Immediately various groups and individuals came forward ready to cooperate with the Government in coping with the calamity. The Left Wing elements—Anarchists, Social Revolutionists, and Maximalists—offered to organize relief work and to collect funds. But they received no encouragement from the Soviet authorities. On the other hand, elements of the Right, the Cadets (Constitutional Democrats), were received with open arms. Kishkin, Minister of Finance under Kerensky, Mme. Kuskova, Prokopovitch, and other prominent Conservatives, who had bitterly fought the Revolution, were accepted by the Bolsheviki. These people had been denounced as counterrevolutionists and repeatedly arrested and imprisoned, yet they were given preference and permitted to organize the group known as the Citizens’ Committee. When the latter refused to work under the guardianship of the Moscow Soviet, insisting upon complete autonomy and the right to publish its own paper, the Government consented. Such discrimination in favour of reactionaries as against those who had faithfully stood by the Revolution could be explained only in two ways. First, the Bolsheviki considered it dangerous to grant the Left elements free access to the peasantry; secondly, it was necessary to make an impression on Europe, which could be effectively done by means of the conservative group. This became clear before the Citizens’ Committee began its relief work.

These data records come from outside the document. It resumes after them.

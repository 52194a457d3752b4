//! Fog calculation engine.
//!
//! Turns a viewport and the revealed area inside it into the fog polygon to
//! draw. The precise path differences the viewport rectangle against the
//! revealed area; when that fails the engine walks a fallback chain that ends
//! in a constant world polygon, so callers always get something renderable.
//!
//! ```text
//! calculate_viewport_fog ──fail──► simplified viewport ──fail──► world ──fail──► emergency
//! ```
//!
//! # Example
//!
//! ```
//! use fogmap::coord::ViewportBounds;
//! use fogmap::fog::{FogEngine, FogOptions};
//!
//! let engine = FogEngine::default();
//! let options = FogOptions::for_viewport(ViewportBounds::new(-1.0, -1.0, 2.0, 2.0));
//! let result = engine.create_fog_with_fallback(None, &options);
//!
//! assert!(!result.had_errors());
//! assert_eq!(result.fog_geojson.features.len(), 1);
//! ```

mod engine;
mod result;

pub use engine::{viewport_fog, world_fog, FogEngine};
pub use result::{
    FallbackStrategy, FogOptions, FogResult, OperationType, PerformanceMetrics, PerformanceTier,
    FAST_TIER_MAX, MODERATE_TIER_MAX,
};
//! Fogmap - fog of war for explored-area maps
//!
//! Computes the unexplored part of a map viewport from a set of revealed
//! polygons, and keeps that computation fast and crash-free while the
//! viewport moves.
//!
//! # Modules
//!
//! - [`geometry`]: polygon validation, repair and robust union/difference
//! - [`spatial`]: R-tree index over revealed areas with level of detail
//! - [`fog`]: fog calculation engine with a fallback chain
//! - [`cache`]: fog result cache with TTL, LRU eviction and invalidation
//! - [`service`]: debounced entry points tying the above together
//!
//! # High-Level API
//!
//! ```
//! use std::sync::Arc;
//! use fogmap::config::FogConfig;
//! use fogmap::coord::ViewportBounds;
//! use fogmap::geometry::rectangle_feature;
//! use fogmap::service::{FogService, StaticAreaSource};
//!
//! # #[tokio::main(flavor = "current_thread")]
//! # async fn main() {
//! let walked = rectangle_feature(&ViewportBounds::new(2.35, 48.85, 2.36, 48.86));
//! let source = Arc::new(StaticAreaSource::new(vec![walked]));
//! let service = Arc::new(FogService::new(FogConfig::default(), source));
//! service.refresh_revealed_areas().await.unwrap();
//!
//! let fog = service
//!     .update_fog_for_viewport(ViewportBounds::new(2.3, 48.8, 2.4, 48.9), Some(13.0), false)
//!     .await
//!     .expect("no newer update was issued");
//! assert!(!fog.had_errors());
//! # }
//! ```

pub mod cache;
pub mod config;
pub mod coord;
pub mod error;
pub mod fog;
pub mod geometry;
pub mod log;
pub mod logging;
pub mod service;
pub mod spatial;

pub use error::FogError;

/// Version of the fogmap library.
pub const VERSION: &str = env!("CARGO_PKG_VERSION");
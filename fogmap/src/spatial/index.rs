//! R-tree backed store of revealed-area features.

use std::collections::{HashMap, HashSet};
use std::sync::{RwLock, RwLockReadGuard, RwLockWriteGuard};
use std::time::Instant;

use dashmap::DashMap;
use geojson::Feature;
use rstar::{RTree, RTreeObject, AABB};
use tracing::{debug, info};

use super::types::{
    MemoryRecommendation, MemoryStats, OptimizationReport, QueryOptions, SpatialIndexConfig,
    ViewportQueryResult, CLEANUP_RECOMMENDED_RATIO,
};
use crate::coord::{degrees_per_pixel, ViewportBounds};
use crate::geometry::{bounding_box, ensure_id, rings, validate};

/// Fixed per-entry overhead (tree node share, id, feature struct).
const ENTRY_OVERHEAD_BYTES: usize = 256;
/// One `Vec<f64>` position holding lon/lat.
const POSITION_BYTES: usize = 2 * std::mem::size_of::<f64>() + 3 * std::mem::size_of::<usize>();
/// One ring `Vec` header.
const RING_BYTES: usize = 3 * std::mem::size_of::<usize>();

/// A feature stored in the tree along with its precomputed extent.
#[derive(Debug, Clone)]
struct IndexedFeature {
    id: String,
    feature: Feature,
    envelope: AABB<[f64; 2]>,
    /// Bounding box diagonal in degrees, used for level of detail.
    diagonal: f64,
}

impl PartialEq for IndexedFeature {
    fn eq(&self, other: &Self) -> bool {
        self.id == other.id
    }
}

impl RTreeObject for IndexedFeature {
    type Envelope = AABB<[f64; 2]>;

    fn envelope(&self) -> Self::Envelope {
        self.envelope
    }
}

/// Usage bookkeeping kept next to the tree.
#[derive(Debug, Clone)]
struct EntryRecord {
    envelope: AABB<[f64; 2]>,
    access_count: u64,
    last_accessed: Instant,
    vertices: usize,
    estimated_bytes: usize,
}

impl EntryRecord {
    fn touch(&mut self) {
        self.last_accessed = Instant::now();
        self.access_count += 1;
    }
}

/// Spatial index over revealed-area polygons.
///
/// Queries take a read lock on the tree so they run concurrently; inserts,
/// removals and rebuilds take the write lock. Access statistics live in a
/// `DashMap` so queries can update them without upgrading the lock.
///
/// # Example
///
/// ```
/// use fogmap::coord::ViewportBounds;
/// use fogmap::geometry::rectangle_feature;
/// use fogmap::spatial::{QueryOptions, SpatialIndex};
///
/// let index = SpatialIndex::new();
/// index.add_feature(&rectangle_feature(&ViewportBounds::new(0.0, 0.0, 0.1, 0.1)));
///
/// let result = index.query_viewport(
///     &ViewportBounds::new(-1.0, -1.0, 1.0, 1.0),
///     &QueryOptions::default(),
/// );
/// assert_eq!(result.returned_features, 1);
/// ```
pub struct SpatialIndex {
    config: SpatialIndexConfig,
    tree: RwLock<RTree<IndexedFeature>>,
    records: DashMap<String, EntryRecord>,
}

impl SpatialIndex {
    /// Creates an empty index with the default configuration.
    pub fn new() -> Self {
        Self::with_config(SpatialIndexConfig::default())
    }

    pub fn with_config(config: SpatialIndexConfig) -> Self {
        Self {
            config,
            tree: RwLock::new(RTree::new()),
            records: DashMap::new(),
        }
    }

    pub fn config(&self) -> &SpatialIndexConfig {
        &self.config
    }

    /// Number of indexed features.
    pub fn len(&self) -> usize {
        self.read_tree().size()
    }

    pub fn is_empty(&self) -> bool {
        self.len() == 0
    }

    /// Whether a feature with this id is indexed.
    pub fn contains(&self, id: &str) -> bool {
        self.records.contains_key(id)
    }

    /// Adds one feature, replacing any feature with the same id.
    ///
    /// Invalid features are dropped and `false` is returned.
    pub fn add_feature(&self, feature: &Feature) -> bool {
        let Some((entry, record)) = self.prepare(feature) else {
            return false;
        };
        let mut tree = self.write_tree();
        self.remove_locked(&mut tree, &entry.id);
        self.records.insert(entry.id.clone(), record);
        tree.insert(entry);
        true
    }

    /// Adds many features, returning how many were accepted.
    ///
    /// Into an empty index this bulk-loads the tree, which packs it far better
    /// than repeated inserts.
    pub fn add_features(&self, features: &[Feature]) -> usize {
        let prepared = self.prepare_all(features);
        let accepted = prepared.len();

        let mut tree = self.write_tree();
        if tree.size() == 0 {
            let (entries, records) = unique_entries(prepared);
            *tree = RTree::bulk_load(entries);
            self.replace_records(records);
        } else {
            for (entry, record) in prepared {
                self.remove_locked(&mut tree, &entry.id);
                self.records.insert(entry.id.clone(), record);
                tree.insert(entry);
            }
        }
        accepted
    }

    /// Removes a feature by id. Returns `false` if it was not indexed.
    pub fn remove_feature(&self, id: &str) -> bool {
        let mut tree = self.write_tree();
        self.remove_locked(&mut tree, id)
    }

    /// Drops every feature.
    pub fn clear(&self) {
        let mut tree = self.write_tree();
        *tree = RTree::new();
        self.records.clear();
    }

    /// Replaces the whole content with `features`.
    ///
    /// The replacement tree is packed before the write lock is taken and
    /// swapped in under a single guard, so concurrent queries see either the
    /// old content or the new one.
    pub fn rebuild(&self, features: &[Feature]) -> usize {
        let prepared = self.prepare_all(features);
        let accepted = prepared.len();
        let (entries, records) = unique_entries(prepared);
        let packed = RTree::bulk_load(entries);

        let mut tree = self.write_tree();
        *tree = packed;
        self.replace_records(records);
        drop(tree);

        debug!(accepted, "Spatial index rebuilt");
        accepted
    }

    /// Finds features intersecting the viewport.
    ///
    /// The bounds are grown by the buffer distance first. With level of detail
    /// enabled, features whose bbox diagonal spans fewer than the configured
    /// number of pixels at `zoom_level` are skipped. Results are ordered
    /// largest first, so truncation keeps the most visible areas.
    ///
    /// Inverted or non-finite bounds give an empty result.
    pub fn query_viewport(&self, bounds: &ViewportBounds, options: &QueryOptions) -> ViewportQueryResult {
        let started = Instant::now();
        if !(bounds.min_lon < bounds.max_lon && bounds.min_lat < bounds.max_lat) {
            debug!(?bounds, "Rejected inverted viewport query");
            return ViewportQueryResult::empty(started.elapsed());
        }

        let buffer = options
            .buffer_distance
            .filter(|b| b.is_finite() && *b >= 0.0)
            .unwrap_or(self.config.buffer_distance());
        let query_bounds = bounds.expand(buffer);
        let envelope = AABB::from_corners(
            [query_bounds.min_lon, query_bounds.min_lat],
            [query_bounds.max_lon, query_bounds.max_lat],
        );

        let tree = self.read_tree();
        let mut candidates: Vec<&IndexedFeature> =
            tree.locate_in_envelope_intersecting(&envelope).collect();
        let total_features = candidates.len();

        if options.use_level_of_detail {
            let threshold = self.config.lod_min_pixels() * degrees_per_pixel(options.zoom_level);
            candidates.retain(|entry| entry.diagonal >= threshold);
        }

        candidates.sort_by(|a, b| {
            b.diagonal
                .total_cmp(&a.diagonal)
                .then_with(|| a.id.cmp(&b.id))
        });
        if let Some(max) = options.max_results {
            candidates.truncate(max);
        }

        for entry in &candidates {
            if let Some(mut record) = self.records.get_mut(&entry.id) {
                record.touch();
            }
        }

        let features: Vec<Feature> = candidates.into_iter().map(|e| e.feature.clone()).collect();
        drop(tree);

        let result = ViewportQueryResult {
            returned_features: features.len(),
            features,
            total_features,
            query_time: started.elapsed(),
            level_of_detail_applied: options.use_level_of_detail,
            query_bounds: Some(query_bounds),
        };
        debug!(
            total = result.total_features,
            returned = result.returned_features,
            lod = result.level_of_detail_applied,
            "Viewport query"
        );
        result
    }

    /// Finds features within `radius` degrees of `center` (`(lon, lat)`).
    pub fn query_radius(&self, center: (f64, f64), radius: f64, options: &QueryOptions) -> ViewportQueryResult {
        self.query_viewport(&ViewportBounds::from_center_radius(center, radius), options)
    }

    /// Estimates how much memory the index holds.
    pub fn get_memory_stats(&self) -> MemoryStats {
        let mut estimated_memory_usage = 0usize;
        let mut vertices = 0usize;
        let mut feature_count = 0usize;
        for record in self.records.iter() {
            estimated_memory_usage += record.estimated_bytes;
            vertices += record.vertices;
            feature_count += 1;
        }

        let (average_complexity, memory_per_feature) = if feature_count == 0 {
            (0.0, 0.0)
        } else {
            (
                vertices as f64 / feature_count as f64,
                estimated_memory_usage as f64 / feature_count as f64,
            )
        };

        let max = self.config.max_memory_bytes();
        let recommendation = if estimated_memory_usage > max {
            MemoryRecommendation::CleanupRequired
        } else if estimated_memory_usage as f64 > max as f64 * CLEANUP_RECOMMENDED_RATIO
            || memory_per_feature > self.config.memory_per_feature_threshold() as f64
        {
            MemoryRecommendation::CleanupRecommended
        } else {
            MemoryRecommendation::Optimal
        };

        MemoryStats {
            estimated_memory_usage,
            feature_count,
            average_complexity,
            memory_per_feature,
            recommendation,
        }
    }

    /// Drops rarely used features and repacks the tree.
    ///
    /// A gentle pass removes the least recently queried fraction of entries.
    /// An aggressive pass also removes every entry queried fewer than the
    /// configured minimum number of times.
    pub fn optimize_memory(&self, aggressive: bool) -> OptimizationReport {
        let mut tree = self.write_tree();

        let mut by_age: Vec<(String, Instant, u64)> = self
            .records
            .iter()
            .map(|r| (r.key().clone(), r.last_accessed, r.access_count))
            .collect();
        by_age.sort_by(|a, b| a.1.cmp(&b.1).then_with(|| a.0.cmp(&b.0)));

        let gentle = (by_age.len() as f64 * self.config.gentle_removal_fraction()).floor() as usize;
        let mut doomed: HashSet<String> = by_age.iter().take(gentle).map(|r| r.0.clone()).collect();
        if aggressive {
            let min = self.config.min_access_count();
            doomed.extend(by_age.iter().filter(|r| r.2 < min).map(|r| r.0.clone()));
        }

        if doomed.is_empty() {
            return OptimizationReport {
                removed: 0,
                remaining: tree.size(),
            };
        }

        let kept: Vec<IndexedFeature> = tree
            .iter()
            .filter(|entry| !doomed.contains(&entry.id))
            .cloned()
            .collect();
        self.records.retain(|id, _| !doomed.contains(id));
        *tree = RTree::bulk_load(kept);

        let report = OptimizationReport {
            removed: doomed.len(),
            remaining: tree.size(),
        };
        info!(
            removed = report.removed,
            remaining = report.remaining,
            aggressive,
            "Spatial index optimized"
        );
        report
    }

    fn prepare_all(&self, features: &[Feature]) -> Vec<(IndexedFeature, EntryRecord)> {
        let prepared: Vec<_> = features.iter().filter_map(|f| self.prepare(f)).collect();
        let dropped = features.len() - prepared.len();
        if dropped > 0 {
            debug!(dropped, "Dropped invalid features while indexing");
        }
        prepared
    }

    fn prepare(&self, feature: &Feature) -> Option<(IndexedFeature, EntryRecord)> {
        if !validate(feature).is_valid {
            return None;
        }
        let bbox = bounding_box(feature)?;
        let (id, feature) = ensure_id(feature);
        let envelope = AABB::from_corners([bbox.min_lon, bbox.min_lat], [bbox.max_lon, bbox.max_lat]);

        let ring_count = rings(&feature).count();
        let vertices: usize = rings(&feature).map(Vec::len).sum();
        let estimated_bytes =
            ENTRY_OVERHEAD_BYTES + id.len() + ring_count * RING_BYTES + vertices * POSITION_BYTES;

        let record = EntryRecord {
            envelope,
            access_count: 0,
            last_accessed: Instant::now(),
            vertices,
            estimated_bytes,
        };
        let entry = IndexedFeature {
            id,
            feature,
            envelope,
            diagonal: bbox.width().hypot(bbox.height()),
        };
        Some((entry, record))
    }

    /// Must be called with the tree write lock held.
    fn replace_records(&self, records: HashMap<String, EntryRecord>) {
        self.records.clear();
        for (id, record) in records {
            self.records.insert(id, record);
        }
    }

    fn remove_locked(&self, tree: &mut RTree<IndexedFeature>, id: &str) -> bool {
        let Some((_, record)) = self.records.remove(id) else {
            return false;
        };
        let stored = tree
            .locate_in_envelope(&record.envelope)
            .find(|entry| entry.id == id)
            .cloned();
        match stored {
            Some(entry) => tree.remove(&entry).is_some(),
            None => false,
        }
    }

    fn read_tree(&self) -> RwLockReadGuard<'_, RTree<IndexedFeature>> {
        self.tree.read().unwrap_or_else(|poisoned| poisoned.into_inner())
    }

    fn write_tree(&self) -> RwLockWriteGuard<'_, RTree<IndexedFeature>> {
        self.tree.write().unwrap_or_else(|poisoned| poisoned.into_inner())
    }
}

/// Splits prepared entries into tree entries and records, keeping the last
/// entry for each id.
fn unique_entries(
    prepared: Vec<(IndexedFeature, EntryRecord)>,
) -> (Vec<IndexedFeature>, HashMap<String, EntryRecord>) {
    let mut slots: HashMap<String, usize> = HashMap::with_capacity(prepared.len());
    let mut entries: Vec<IndexedFeature> = Vec::with_capacity(prepared.len());
    let mut records = HashMap::with_capacity(prepared.len());
    for (entry, record) in prepared {
        records.insert(entry.id.clone(), record);
        match slots.get(&entry.id) {
            Some(&slot) => entries[slot] = entry,
            None => {
                slots.insert(entry.id.clone(), entries.len());
                entries.push(entry);
            }
        }
    }
    (entries, records)
}

impl Default for SpatialIndex {
    fn default() -> Self {
        Self::new()
    }
}

impl std::fmt::Debug for SpatialIndex {
    fn fmt(&self, f: &mut std::fmt::Formatter<'_>) -> std::fmt::Result {
        f.debug_struct("SpatialIndex")
            .field("config", &self.config)
            .field("features", &self.records.len())
            .finish()
    }
}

In the beginning the Committee received the entire support of the Government. A special building was assigned for its headquarters and It was granted the right to issue its own paper, called Pomoshtch.30 Members of the Committee were also promised permission to go to Western Europe for the purpose of arousing interest and getting support for the famine stricken. Two numbers of the paper were issued. Its appearance caused significant comment: it was an exact reproduction, in size, type, and general form, of the old Vyedomosti, the most reactionary sheet under the former regime. The publication was, of course, very guarded in its tone. But between the lines one could read its antagonism to the ruling Party. Its first issue contained a letter from the Metropolitan Tikhon, wherein he commanded the faithful to send their contributions to him. He assured his flock that he was to have complete control of the distribution of the donations. The Citizens’ Committee was given carte blanche in carrying on its work, and the fact was heralded by the Bolsheviki as proof of their liberality and willingness to cooperate with all elements in famine relief.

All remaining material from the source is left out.